__Requirement__. Copy out all of the entries, keeping every word the same.

[Collected data entries]

----

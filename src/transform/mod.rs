//! Per-field transformation between source and destination record shapes.

use crate::core::{MigrateError, Record, Result, TableSchema, Value};
use log::trace;
use serde::{Deserialize, Serialize};
use std::collections::{BTreeMap, BTreeSet};

/// Turns a source row into a destination row.
///
/// `seed` is the starting destination record: either all-null or a matched
/// destination row whose fields must survive unless the source overwrites
/// them.
pub trait FieldTransformer {
    fn transform(
        &self,
        source_table: &str,
        destination: &TableSchema,
        source: &Record,
        seed: Record,
    ) -> Result<Record>;
}

impl<T: FieldTransformer + ?Sized> FieldTransformer for &T {
    fn transform(
        &self,
        source_table: &str,
        destination: &TableSchema,
        source: &Record,
        seed: Record,
    ) -> Result<Record> {
        (**self).transform(source_table, destination, source, seed)
    }
}

/// Declarative rules for one source table.
#[derive(Debug, Clone, Default, PartialEq, Serialize, Deserialize)]
pub struct TableRules {
    /// Source fields never copied
    #[serde(default)]
    pub ignore: BTreeSet<String>,
    /// Source field -> destination field
    #[serde(default)]
    pub rename: BTreeMap<String, String>,
    /// Values for destination fields still `Null` after copying
    #[serde(default)]
    pub defaults: BTreeMap<String, Value>,
}

impl TableRules {
    pub fn ignore(mut self, field: impl Into<String>) -> Self {
        self.ignore.insert(field.into());
        self
    }

    pub fn rename(mut self, from: impl Into<String>, to: impl Into<String>) -> Self {
        self.rename.insert(from.into(), to.into());
        self
    }

    pub fn default_value(mut self, field: impl Into<String>, value: impl Into<Value>) -> Self {
        self.defaults.insert(field.into(), value.into());
        self
    }
}

#[derive(Debug, Clone, Default, PartialEq, Serialize, Deserialize)]
#[serde(transparent)]
pub struct TransformRules {
    tables: BTreeMap<String, TableRules>,
}

impl TransformRules {
    pub fn new() -> Self {
        Self::default()
    }

    pub fn table(mut self, source_table: impl Into<String>, rules: TableRules) -> Self {
        self.tables.insert(source_table.into(), rules);
        self
    }

    pub fn get(&self, source_table: &str) -> Option<&TableRules> {
        self.tables.get(source_table)
    }
}

/// Copies every source field that has a destination column, honoring the
/// configured rules and casting to the destination column type.
#[derive(Debug, Clone, Default)]
pub struct MappingTransformer {
    rules: TransformRules,
}

impl MappingTransformer {
    pub fn new(rules: TransformRules) -> Self {
        Self { rules }
    }
}

impl FieldTransformer for MappingTransformer {
    fn transform(
        &self,
        source_table: &str,
        destination: &TableSchema,
        source: &Record,
        mut seed: Record,
    ) -> Result<Record> {
        let rules = self.rules.get(source_table);

        for (field, value) in source.fields() {
            if rules.is_some_and(|r| r.ignore.contains(field)) {
                continue;
            }
            let target = rules
                .and_then(|r| r.rename.get(field))
                .map(String::as_str)
                .unwrap_or(field);
            let Some(column) = destination.get_column(target) else {
                trace!("{}.{} has no destination column, dropped", source_table, field);
                continue;
            };
            let converted = value.cast_to(&column.data_type).map_err(|e| {
                MigrateError::Transform(format!("{}.{} -> {}.{}: {}", source_table, field, destination.name(), target, e))
            })?;
            seed.set(target, converted);
        }

        if let Some(rules) = rules {
            for (field, value) in &rules.defaults {
                if destination.has_column(field) && seed.get(field).is_null() {
                    seed.set(field.clone(), value.clone());
                }
            }
        }

        Ok(seed)
    }
}

#[cfg(test)]
mod tests {
    use super::*;
    use crate::core::{Column, DataType};

    fn destination() -> TableSchema {
        TableSchema::new(
            "eav_attribute",
            vec![
                Column::new("attribute_id", DataType::Integer),
                Column::new("entity_type_id", DataType::Integer),
                Column::new("attribute_code", DataType::Text),
                Column::new("frontend_input", DataType::Text),
                Column::new("is_user_defined", DataType::Integer),
            ],
        )
        .with_primary_key("attribute_id")
    }

    #[test]
    fn test_seed_fields_survive_unless_overwritten() {
        let source = Record::new().with("attribute_id", 12).with("attribute_code", "color");
        let seed = Record::new().with("frontend_input", "select").with("attribute_code", "old");

        let out = MappingTransformer::default()
            .transform("eav_attribute", &destination(), &source, seed)
            .unwrap();

        assert_eq!(out.get("attribute_code"), &Value::from("color"));
        assert_eq!(out.get("frontend_input"), &Value::from("select"));
        assert_eq!(out.id("attribute_id"), Some(12));
    }

    #[test]
    fn test_rules_ignore_rename_and_default() {
        let rules = TransformRules::new().table(
            "eav_attribute",
            TableRules::default()
                .ignore("attribute_model")
                .rename("input", "frontend_input")
                .default_value("is_user_defined", 0),
        );
        let source = Record::new()
            .with("attribute_model", "legacy")
            .with("input", "text")
            .with("unknown_column", 1);

        let out = MappingTransformer::new(rules)
            .transform("eav_attribute", &destination(), &source, destination().null_record())
            .unwrap();

        assert_eq!(out.get("frontend_input"), &Value::from("text"));
        assert_eq!(out.get("is_user_defined"), &Value::Integer(0));
        assert!(!out.contains("attribute_model"));
        assert!(!out.contains("unknown_column"));
    }

    #[test]
    fn test_uncastable_value_is_a_transform_error() {
        let source = Record::new().with("entity_type_id", "catalog");
        let err = MappingTransformer::default()
            .transform("eav_attribute", &destination(), &source, Record::new())
            .unwrap_err();
        assert!(matches!(err, MigrateError::Transform(_)));
    }
}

----

__Solution to this task__.
filename src/transform/mod.rs
//! Per-field transformation between source and destination record shapes.

use crate::core::{MigrateError, Record, Result, TableSchema, Value};
use log::trace;
use serde::{Deserialize, Serialize};
use std::collections::{BTreeMap, BTreeSet};

/// Turns a source row into a destination row.
///
/// `seed` is the starting destination record: either all-null or a matched
/// destination row whose fields must survive unless the source overwrites
/// them.
pub trait FieldTransformer {
    fn transform(
        &self,
        source_table: &str,
        destination: &TableSchema,
        source: &Record,
        seed: Record,
    ) -> Result<Record>;
}

impl<T: FieldTransformer + ?Sized> FieldTransformer for &T {
    fn transform(
        &self,
        source_table: &str,
        destination: &TableSchema,
        source: &Record,
        seed: Record,
    ) -> Result<Record> {
        (**self).transform(source_table, destination, source, seed)
    }
}

/// Declarative rules for one source table.
#[derive(Debug, Clone, Default, PartialEq, Serialize, Deserialize)]
pub struct TableRules {
    /// Source fields never copied
    #[serde(default)]
    pub ignore: BTreeSet<String>,
    /// Source field -> destination field
    #[serde(default)]
    pub rename: BTreeMap<String, String>,
    /// Values for destination fields still `Null` after copying
    #[serde(default)]
    pub defaults: BTreeMap<String, Value>,
}

impl TableRules {
    pub fn ignore(mut self, field: impl Into<String>) -> Self {
        self.ignore.insert(field.into());
        self
    }

    pub fn rename(mut self, from: impl Into<String>, to: impl Into<String>) -> Self {
        self.rename.insert(from.into(), to.into());
        self
    }

    pub fn default_value(mut self, field: impl Into<String>, value: impl Into<Value>) -> Self {
        self.defaults.insert(field.into(), value.into());
        self
    }
}

#[derive(Debug, Clone, Default, PartialEq, Serialize, Deserialize)]
#[serde(transparent)]
pub struct TransformRules {
    tables: BTreeMap<String, TableRules>,
}

impl TransformRules {
    pub fn new() -> Self {
        Self::default()
    }

    pub fn table(mut self, source_table: impl Into<String>, rules: TableRules) -> Self {
        self.tables.insert(source_table.into(), rules);
        self
    }

    pub fn get(&self, source_table: &str) -> Option<&TableRules> {
        self.tables.get(source_table)
    }
}

/// Copies every source field that has a destination column, honoring the
/// configured rules and casting to the destination column type.
#[derive(Debug, Clone, Default)]
pub struct MappingTransformer {
    rules: TransformRules,
}

impl MappingTransformer {
    pub fn new(rules: TransformRules) -> Self {
        Self { rules }
    }
}

impl FieldTransformer for MappingTransformer {
    fn transform(
        &self,
        source_table: &str,
        destination: &TableSchema,
        source: &Record,
        mut seed: Record,
    ) -> Result<Record> {
        let rules = self.rules.get(source_table);

        for (field, value) in source.fields() {
            if rules.is_some_and(|r| r.ignore.contains(field)) {
                continue;
            }
            let target = rules
                .and_then(|r| r.rename.get(field))
                .map(String::as_str)
                .unwrap_or(field);
            let Some(column) = destination.get_column(target) else {
                trace!("{}.{} has no destination column, dropped", source_table, field);
                continue;
            };
            let converted = value.cast_to(&column.data_type).map_err(|e| {
                MigrateError::Transform(format!("{}.{} -> {}.{}: {}", source_table, field, destination.name(), target, e))
            })?;
            seed.set(target, converted);
        }

        if let Some(rules) = rules {
            for (field, value) in &rules.defaults {
                if destination.has_column(field) && seed.get(field).is_null() {
                    seed.set(field.clone(), value.clone());
                }
            }
        }

        Ok(seed)
    }
}

#[cfg(test)]
mod tests {
    use super::*;
    use crate::core::{Column, DataType};

    fn destination() -> TableSchema {
        TableSchema::new(
            "eav_attribute",
            vec![
                Column::new("attribute_id", DataType::Integer),
                Column::new("entity_type_id", DataType::Integer),
                Column::new("attribute_code", DataType::Text),
                Column::new("frontend_input", DataType::Text),
                Column::new("is_user_defined", DataType::Integer),
            ],
        )
        .with_primary_key("attribute_id")
    }

    #[test]
    fn test_seed_fields_survive_unless_overwritten() {
        let source = Record::new().with("attribute_id", 12).with("attribute_code", "color");
        let seed = Record::new().with("frontend_input", "select").with("attribute_code", "old");

        let out = MappingTransformer::default()
            .transform("eav_attribute", &destination(), &source, seed)
            .unwrap();

        assert_eq!(out.get("attribute_code"), &Value::from("color"));
        assert_eq!(out.get("frontend_input"), &Value::from("select"));
        assert_eq!(out.id("attribute_id"), Some(12));
    }

    #[test]
    fn test_rules_ignore_rename_and_default() {
        let rules = TransformRules::new().table(
            "eav_attribute",
            TableRules::default()
                .ignore("attribute_model")
                .rename("input", "frontend_input")
                .default_value("is_user_defined", 0),
        );
        let source = Record::new()
            .with("attribute_model", "legacy")
            .with("input", "text")
            .with("unknown_column", 1);

        let out = MappingTransformer::new(rules)
            .transform("eav_attribute", &destination(), &source, destination().null_record())
            .unwrap();

        assert_eq!(out.get("frontend_input"), &Value::from("text"));
        assert_eq!(out.get("is_user_defined"), &Value::Integer(0));
        assert!(!out.contains("attribute_model"));
        assert!(!out.contains("unknown_column"));
    }

    #[test]
    fn test_uncastable_value_is_a_transform_error() {
        let source = Record::new().with("entity_type_id", "catalog");
        let err = MappingTransformer::default()
            .transform("eav_attribute", &destination(), &source, Record::new())
            .unwrap_err();
        assert!(matches!(err, MigrateError::Transform(_)));
    }
}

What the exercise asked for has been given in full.